REQUIRED WORK: When a line in the records contains the string "struct", copy that line.

INPUT: Begin

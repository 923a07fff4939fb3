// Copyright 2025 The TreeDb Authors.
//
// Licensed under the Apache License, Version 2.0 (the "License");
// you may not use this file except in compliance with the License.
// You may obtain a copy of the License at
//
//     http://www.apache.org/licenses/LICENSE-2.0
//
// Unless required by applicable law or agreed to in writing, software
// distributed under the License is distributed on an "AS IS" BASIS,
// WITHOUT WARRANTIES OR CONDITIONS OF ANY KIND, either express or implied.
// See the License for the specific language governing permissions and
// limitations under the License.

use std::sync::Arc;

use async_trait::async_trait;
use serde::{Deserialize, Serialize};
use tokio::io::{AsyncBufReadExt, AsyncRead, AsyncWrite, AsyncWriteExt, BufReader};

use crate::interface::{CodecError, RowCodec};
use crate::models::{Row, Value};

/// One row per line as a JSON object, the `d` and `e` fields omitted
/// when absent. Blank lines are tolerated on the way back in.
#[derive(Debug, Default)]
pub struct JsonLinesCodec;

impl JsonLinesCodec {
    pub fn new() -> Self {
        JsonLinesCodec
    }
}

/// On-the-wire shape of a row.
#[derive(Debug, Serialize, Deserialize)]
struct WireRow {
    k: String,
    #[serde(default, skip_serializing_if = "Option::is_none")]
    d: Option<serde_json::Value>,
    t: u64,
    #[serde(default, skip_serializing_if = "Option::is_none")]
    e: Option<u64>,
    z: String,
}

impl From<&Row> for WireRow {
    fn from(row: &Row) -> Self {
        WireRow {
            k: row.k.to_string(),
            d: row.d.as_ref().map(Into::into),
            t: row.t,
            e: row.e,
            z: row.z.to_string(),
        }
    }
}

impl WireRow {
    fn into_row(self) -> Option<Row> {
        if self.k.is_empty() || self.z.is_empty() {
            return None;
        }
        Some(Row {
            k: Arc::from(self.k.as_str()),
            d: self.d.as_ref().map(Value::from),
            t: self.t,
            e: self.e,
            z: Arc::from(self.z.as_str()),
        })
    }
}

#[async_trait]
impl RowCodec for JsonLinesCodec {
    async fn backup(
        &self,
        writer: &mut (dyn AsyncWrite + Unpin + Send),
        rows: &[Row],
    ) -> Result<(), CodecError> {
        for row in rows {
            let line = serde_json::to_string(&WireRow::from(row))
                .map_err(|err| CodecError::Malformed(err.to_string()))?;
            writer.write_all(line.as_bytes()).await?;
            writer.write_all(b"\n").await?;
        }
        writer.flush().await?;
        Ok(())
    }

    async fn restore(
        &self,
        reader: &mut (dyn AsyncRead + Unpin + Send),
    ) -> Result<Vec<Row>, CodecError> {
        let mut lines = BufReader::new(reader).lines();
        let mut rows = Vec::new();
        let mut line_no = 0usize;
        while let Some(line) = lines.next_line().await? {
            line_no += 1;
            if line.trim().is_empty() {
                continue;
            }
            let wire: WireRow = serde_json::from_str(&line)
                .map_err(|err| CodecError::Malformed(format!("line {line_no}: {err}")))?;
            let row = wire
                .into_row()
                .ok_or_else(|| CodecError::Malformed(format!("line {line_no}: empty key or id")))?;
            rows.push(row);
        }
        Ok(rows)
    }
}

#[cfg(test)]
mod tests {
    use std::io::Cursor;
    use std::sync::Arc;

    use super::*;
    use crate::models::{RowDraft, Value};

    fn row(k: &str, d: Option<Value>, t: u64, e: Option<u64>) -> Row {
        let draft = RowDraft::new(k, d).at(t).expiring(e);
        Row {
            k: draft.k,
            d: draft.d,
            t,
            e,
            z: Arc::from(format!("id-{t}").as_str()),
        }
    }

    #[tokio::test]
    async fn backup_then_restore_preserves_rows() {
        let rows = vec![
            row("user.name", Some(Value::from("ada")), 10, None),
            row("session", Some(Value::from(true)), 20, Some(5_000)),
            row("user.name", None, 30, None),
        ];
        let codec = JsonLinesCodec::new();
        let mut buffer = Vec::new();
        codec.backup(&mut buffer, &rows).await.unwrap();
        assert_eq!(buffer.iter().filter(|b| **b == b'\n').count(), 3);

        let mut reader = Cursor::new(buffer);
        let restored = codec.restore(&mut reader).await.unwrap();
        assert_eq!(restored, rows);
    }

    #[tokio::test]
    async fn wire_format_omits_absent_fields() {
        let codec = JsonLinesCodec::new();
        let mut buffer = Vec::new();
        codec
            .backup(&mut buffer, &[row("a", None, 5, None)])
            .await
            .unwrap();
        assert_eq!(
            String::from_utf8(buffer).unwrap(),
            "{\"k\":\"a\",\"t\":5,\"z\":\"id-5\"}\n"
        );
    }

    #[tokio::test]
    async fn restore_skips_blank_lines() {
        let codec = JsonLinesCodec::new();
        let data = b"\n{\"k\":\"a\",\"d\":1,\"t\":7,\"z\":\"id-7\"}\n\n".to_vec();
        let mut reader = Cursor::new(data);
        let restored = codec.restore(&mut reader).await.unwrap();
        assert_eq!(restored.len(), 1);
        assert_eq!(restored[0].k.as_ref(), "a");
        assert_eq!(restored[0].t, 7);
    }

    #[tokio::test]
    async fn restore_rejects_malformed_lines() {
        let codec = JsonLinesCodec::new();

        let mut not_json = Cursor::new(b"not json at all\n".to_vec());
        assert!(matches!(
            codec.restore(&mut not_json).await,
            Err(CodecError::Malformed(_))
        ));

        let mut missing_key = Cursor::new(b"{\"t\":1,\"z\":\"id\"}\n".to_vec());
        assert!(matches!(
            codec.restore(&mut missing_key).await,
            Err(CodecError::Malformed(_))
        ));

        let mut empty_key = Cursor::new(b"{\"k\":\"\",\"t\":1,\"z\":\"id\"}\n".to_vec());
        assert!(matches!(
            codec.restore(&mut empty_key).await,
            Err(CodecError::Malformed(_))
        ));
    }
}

INPUT: End
INPUT: Begin

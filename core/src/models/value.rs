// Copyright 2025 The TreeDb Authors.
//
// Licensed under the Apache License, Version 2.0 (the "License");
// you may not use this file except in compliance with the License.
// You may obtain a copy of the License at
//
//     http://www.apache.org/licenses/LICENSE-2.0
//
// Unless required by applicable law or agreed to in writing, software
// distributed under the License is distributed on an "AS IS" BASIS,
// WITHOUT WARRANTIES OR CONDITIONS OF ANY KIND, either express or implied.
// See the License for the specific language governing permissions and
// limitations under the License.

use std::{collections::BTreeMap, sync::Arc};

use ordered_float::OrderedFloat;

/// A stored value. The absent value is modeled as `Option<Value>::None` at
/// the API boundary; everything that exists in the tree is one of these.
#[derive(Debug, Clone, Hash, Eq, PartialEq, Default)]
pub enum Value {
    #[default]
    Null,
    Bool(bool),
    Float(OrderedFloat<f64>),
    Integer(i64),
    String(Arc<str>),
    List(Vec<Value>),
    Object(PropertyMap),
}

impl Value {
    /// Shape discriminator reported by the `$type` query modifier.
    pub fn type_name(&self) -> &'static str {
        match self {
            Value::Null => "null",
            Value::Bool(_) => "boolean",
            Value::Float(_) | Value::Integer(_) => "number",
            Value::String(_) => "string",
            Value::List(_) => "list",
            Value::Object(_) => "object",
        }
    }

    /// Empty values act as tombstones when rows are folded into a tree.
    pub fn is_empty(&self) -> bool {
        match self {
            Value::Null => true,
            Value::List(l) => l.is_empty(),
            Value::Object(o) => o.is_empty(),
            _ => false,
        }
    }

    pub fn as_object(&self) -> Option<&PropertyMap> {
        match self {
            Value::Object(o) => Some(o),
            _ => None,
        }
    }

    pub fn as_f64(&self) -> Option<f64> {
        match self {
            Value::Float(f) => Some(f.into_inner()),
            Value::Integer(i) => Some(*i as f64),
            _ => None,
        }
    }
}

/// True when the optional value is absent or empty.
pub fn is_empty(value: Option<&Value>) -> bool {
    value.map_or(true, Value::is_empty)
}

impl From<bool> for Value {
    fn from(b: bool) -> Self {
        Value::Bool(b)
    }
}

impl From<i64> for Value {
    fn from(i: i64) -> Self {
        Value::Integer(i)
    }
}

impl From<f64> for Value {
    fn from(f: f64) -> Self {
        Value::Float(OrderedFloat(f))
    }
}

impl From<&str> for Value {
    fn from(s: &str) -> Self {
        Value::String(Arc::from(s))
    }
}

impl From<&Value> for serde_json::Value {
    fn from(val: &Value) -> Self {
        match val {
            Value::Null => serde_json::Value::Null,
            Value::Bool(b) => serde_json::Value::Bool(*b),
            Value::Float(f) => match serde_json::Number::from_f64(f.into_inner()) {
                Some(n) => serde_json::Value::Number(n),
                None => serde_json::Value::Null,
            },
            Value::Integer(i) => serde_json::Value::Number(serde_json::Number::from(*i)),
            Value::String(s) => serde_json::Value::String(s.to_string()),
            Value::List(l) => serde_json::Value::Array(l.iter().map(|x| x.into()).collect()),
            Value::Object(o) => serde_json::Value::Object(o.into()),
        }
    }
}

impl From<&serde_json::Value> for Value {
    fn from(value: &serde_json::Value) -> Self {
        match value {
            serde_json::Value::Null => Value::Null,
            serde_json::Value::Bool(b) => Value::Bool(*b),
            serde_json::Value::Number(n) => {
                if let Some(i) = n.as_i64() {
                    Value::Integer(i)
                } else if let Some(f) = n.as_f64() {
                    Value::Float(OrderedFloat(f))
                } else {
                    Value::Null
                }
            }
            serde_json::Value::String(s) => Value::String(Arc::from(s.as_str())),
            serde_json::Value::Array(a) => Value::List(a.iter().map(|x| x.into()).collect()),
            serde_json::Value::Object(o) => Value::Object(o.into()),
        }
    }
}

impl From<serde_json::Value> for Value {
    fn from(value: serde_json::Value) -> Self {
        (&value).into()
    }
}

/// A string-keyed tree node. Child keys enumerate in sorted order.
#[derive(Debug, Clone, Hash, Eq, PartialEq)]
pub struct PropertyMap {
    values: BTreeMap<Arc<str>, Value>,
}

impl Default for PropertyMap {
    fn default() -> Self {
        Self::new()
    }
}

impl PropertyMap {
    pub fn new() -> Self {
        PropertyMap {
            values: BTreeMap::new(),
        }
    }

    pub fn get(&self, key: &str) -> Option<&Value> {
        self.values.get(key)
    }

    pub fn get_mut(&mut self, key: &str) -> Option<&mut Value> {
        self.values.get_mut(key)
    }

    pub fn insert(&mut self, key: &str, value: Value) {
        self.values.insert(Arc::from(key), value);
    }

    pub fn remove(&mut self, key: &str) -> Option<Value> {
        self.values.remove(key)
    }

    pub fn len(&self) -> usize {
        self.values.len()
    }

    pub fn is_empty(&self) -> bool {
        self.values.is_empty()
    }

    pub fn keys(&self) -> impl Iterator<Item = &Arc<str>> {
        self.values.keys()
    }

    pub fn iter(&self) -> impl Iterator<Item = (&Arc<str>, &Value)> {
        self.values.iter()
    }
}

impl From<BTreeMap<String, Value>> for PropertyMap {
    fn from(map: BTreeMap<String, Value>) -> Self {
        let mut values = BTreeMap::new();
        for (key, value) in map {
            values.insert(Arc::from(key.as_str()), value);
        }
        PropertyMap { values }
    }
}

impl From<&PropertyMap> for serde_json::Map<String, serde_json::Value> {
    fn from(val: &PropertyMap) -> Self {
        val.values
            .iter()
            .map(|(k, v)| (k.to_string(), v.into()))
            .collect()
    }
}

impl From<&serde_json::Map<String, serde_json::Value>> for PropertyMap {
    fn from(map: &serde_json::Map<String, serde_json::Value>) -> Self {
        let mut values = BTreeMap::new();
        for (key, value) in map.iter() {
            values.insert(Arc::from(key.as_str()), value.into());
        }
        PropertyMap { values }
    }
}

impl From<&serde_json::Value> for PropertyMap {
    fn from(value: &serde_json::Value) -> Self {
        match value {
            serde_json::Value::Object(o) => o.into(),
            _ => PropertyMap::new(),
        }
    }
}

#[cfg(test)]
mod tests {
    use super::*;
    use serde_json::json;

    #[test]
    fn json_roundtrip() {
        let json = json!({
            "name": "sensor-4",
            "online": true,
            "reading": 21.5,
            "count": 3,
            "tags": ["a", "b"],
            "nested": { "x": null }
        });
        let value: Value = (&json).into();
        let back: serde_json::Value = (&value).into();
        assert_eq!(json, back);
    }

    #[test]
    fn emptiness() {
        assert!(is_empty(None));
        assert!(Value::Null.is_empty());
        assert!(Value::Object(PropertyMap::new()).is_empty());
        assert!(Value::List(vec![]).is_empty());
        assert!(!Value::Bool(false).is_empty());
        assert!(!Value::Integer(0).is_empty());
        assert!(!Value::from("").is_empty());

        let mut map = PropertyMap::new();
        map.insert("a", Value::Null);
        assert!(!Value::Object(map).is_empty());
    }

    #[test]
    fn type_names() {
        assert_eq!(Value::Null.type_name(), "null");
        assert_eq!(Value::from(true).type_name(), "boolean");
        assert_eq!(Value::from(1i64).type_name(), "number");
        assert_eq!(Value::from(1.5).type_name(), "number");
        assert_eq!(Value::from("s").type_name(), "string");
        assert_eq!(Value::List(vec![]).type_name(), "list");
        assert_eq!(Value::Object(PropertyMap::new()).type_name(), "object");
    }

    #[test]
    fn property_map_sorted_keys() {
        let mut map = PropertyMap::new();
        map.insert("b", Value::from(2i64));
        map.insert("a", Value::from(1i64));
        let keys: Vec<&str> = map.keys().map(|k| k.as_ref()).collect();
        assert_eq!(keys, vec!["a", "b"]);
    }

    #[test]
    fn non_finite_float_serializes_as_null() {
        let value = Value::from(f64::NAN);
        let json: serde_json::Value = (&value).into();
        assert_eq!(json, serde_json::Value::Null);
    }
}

INPUT: End
INPUT: Begin

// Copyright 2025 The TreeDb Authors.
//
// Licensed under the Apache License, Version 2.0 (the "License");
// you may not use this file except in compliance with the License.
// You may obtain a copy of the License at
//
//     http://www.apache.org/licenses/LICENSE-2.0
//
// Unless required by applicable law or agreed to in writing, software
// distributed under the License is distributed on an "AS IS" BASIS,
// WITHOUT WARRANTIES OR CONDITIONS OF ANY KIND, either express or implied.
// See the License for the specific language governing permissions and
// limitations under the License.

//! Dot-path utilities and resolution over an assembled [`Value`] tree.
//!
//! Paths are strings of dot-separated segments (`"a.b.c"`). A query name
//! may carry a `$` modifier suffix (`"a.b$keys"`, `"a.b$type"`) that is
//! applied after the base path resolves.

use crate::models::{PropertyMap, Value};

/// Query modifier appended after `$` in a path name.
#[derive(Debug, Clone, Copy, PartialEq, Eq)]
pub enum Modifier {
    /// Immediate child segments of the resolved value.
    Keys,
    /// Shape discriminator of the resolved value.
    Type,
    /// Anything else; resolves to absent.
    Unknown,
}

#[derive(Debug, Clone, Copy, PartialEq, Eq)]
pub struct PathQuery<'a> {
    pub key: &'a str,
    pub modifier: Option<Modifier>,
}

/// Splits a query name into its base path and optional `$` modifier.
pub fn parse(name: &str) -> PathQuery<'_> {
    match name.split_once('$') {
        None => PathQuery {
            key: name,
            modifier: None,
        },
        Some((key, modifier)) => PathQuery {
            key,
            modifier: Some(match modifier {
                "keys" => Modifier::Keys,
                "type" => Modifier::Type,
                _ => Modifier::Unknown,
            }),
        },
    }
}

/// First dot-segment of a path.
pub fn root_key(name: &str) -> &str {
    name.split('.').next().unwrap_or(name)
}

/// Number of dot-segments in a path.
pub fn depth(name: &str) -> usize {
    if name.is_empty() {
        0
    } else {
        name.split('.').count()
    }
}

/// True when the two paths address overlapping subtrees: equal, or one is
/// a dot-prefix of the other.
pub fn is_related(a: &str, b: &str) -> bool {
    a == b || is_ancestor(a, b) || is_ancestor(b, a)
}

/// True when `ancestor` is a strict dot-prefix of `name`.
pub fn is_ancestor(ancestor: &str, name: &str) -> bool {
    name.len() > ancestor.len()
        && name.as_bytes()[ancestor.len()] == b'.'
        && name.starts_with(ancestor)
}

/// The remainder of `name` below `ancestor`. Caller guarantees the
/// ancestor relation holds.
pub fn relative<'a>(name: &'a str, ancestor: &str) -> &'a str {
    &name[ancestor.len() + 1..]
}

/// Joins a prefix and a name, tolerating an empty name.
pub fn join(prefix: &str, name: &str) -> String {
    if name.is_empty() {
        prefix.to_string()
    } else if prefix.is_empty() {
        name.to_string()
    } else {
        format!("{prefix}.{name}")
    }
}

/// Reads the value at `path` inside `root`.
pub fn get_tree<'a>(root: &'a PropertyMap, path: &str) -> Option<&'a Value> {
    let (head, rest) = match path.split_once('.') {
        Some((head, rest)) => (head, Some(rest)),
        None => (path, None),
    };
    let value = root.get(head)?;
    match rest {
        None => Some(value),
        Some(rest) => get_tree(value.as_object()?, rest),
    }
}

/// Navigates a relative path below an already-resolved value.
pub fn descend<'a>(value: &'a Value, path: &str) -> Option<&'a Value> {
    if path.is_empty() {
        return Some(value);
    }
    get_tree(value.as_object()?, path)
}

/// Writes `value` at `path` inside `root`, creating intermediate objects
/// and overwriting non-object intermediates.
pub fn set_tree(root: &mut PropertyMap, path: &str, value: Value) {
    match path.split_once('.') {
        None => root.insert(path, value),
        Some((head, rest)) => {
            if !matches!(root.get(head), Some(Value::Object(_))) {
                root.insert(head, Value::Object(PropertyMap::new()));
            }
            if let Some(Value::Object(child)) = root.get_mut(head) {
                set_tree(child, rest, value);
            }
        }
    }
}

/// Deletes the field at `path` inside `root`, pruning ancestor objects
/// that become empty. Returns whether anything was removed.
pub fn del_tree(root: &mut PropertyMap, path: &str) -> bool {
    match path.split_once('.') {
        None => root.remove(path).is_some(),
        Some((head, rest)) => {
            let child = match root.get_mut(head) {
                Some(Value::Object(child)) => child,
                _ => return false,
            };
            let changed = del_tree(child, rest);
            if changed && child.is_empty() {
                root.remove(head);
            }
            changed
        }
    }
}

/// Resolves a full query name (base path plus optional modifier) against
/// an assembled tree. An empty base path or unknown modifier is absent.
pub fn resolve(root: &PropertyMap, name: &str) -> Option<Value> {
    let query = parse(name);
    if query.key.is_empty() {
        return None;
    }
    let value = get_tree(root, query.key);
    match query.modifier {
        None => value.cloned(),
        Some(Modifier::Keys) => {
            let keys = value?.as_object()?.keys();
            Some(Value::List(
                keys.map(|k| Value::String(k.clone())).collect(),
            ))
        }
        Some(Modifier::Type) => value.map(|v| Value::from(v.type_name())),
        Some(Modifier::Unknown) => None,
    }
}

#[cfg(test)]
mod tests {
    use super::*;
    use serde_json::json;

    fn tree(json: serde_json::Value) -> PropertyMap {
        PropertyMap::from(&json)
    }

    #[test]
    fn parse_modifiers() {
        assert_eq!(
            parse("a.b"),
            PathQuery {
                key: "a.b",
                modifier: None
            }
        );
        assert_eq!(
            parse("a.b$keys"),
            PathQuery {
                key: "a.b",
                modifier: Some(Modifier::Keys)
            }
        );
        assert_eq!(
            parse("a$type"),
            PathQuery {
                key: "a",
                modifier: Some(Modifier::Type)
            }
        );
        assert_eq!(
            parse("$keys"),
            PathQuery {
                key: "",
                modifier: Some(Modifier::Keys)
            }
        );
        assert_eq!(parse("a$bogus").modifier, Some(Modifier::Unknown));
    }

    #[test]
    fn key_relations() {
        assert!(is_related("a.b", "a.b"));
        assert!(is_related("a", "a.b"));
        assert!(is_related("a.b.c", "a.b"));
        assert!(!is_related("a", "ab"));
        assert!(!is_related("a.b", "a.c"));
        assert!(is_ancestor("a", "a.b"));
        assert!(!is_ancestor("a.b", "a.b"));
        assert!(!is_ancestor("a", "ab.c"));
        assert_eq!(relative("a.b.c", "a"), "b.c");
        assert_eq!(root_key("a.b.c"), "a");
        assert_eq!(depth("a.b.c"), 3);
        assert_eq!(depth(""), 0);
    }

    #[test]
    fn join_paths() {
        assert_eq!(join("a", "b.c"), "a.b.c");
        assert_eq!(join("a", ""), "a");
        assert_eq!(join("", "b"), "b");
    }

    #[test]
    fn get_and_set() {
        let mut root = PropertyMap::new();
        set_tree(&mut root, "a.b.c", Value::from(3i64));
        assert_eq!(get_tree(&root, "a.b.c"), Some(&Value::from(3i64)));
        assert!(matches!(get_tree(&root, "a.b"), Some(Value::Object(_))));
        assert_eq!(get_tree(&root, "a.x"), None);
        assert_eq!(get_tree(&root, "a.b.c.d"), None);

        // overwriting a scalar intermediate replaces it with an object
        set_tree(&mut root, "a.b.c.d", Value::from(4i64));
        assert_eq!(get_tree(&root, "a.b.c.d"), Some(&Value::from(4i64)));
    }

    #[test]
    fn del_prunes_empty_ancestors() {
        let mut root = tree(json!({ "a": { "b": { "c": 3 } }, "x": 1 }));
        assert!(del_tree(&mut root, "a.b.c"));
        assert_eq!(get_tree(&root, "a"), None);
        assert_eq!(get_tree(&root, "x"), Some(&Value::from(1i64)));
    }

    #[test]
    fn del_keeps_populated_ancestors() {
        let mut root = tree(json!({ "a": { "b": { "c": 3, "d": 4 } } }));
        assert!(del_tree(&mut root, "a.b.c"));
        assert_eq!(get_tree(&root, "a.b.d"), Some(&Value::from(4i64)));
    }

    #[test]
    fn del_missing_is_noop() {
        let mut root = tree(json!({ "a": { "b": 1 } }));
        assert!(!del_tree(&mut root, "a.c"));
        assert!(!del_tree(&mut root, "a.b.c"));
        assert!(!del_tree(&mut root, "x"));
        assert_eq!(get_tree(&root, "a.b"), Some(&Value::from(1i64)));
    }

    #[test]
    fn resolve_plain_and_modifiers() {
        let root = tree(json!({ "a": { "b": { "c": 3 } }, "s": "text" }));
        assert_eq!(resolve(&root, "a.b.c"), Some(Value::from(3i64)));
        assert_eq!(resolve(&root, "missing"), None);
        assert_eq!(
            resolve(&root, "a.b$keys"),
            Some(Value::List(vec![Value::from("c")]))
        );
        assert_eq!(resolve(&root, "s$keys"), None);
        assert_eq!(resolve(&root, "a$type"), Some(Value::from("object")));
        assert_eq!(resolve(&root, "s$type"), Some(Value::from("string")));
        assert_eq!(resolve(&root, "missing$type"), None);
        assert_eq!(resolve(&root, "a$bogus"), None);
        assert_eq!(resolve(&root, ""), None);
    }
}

INPUT: End

SOLUTION FOR THIS EXERCISE:
pub struct JsonLinesCodec;
struct WireRow {
pub struct PropertyMap {
pub struct PathQuery<'a> {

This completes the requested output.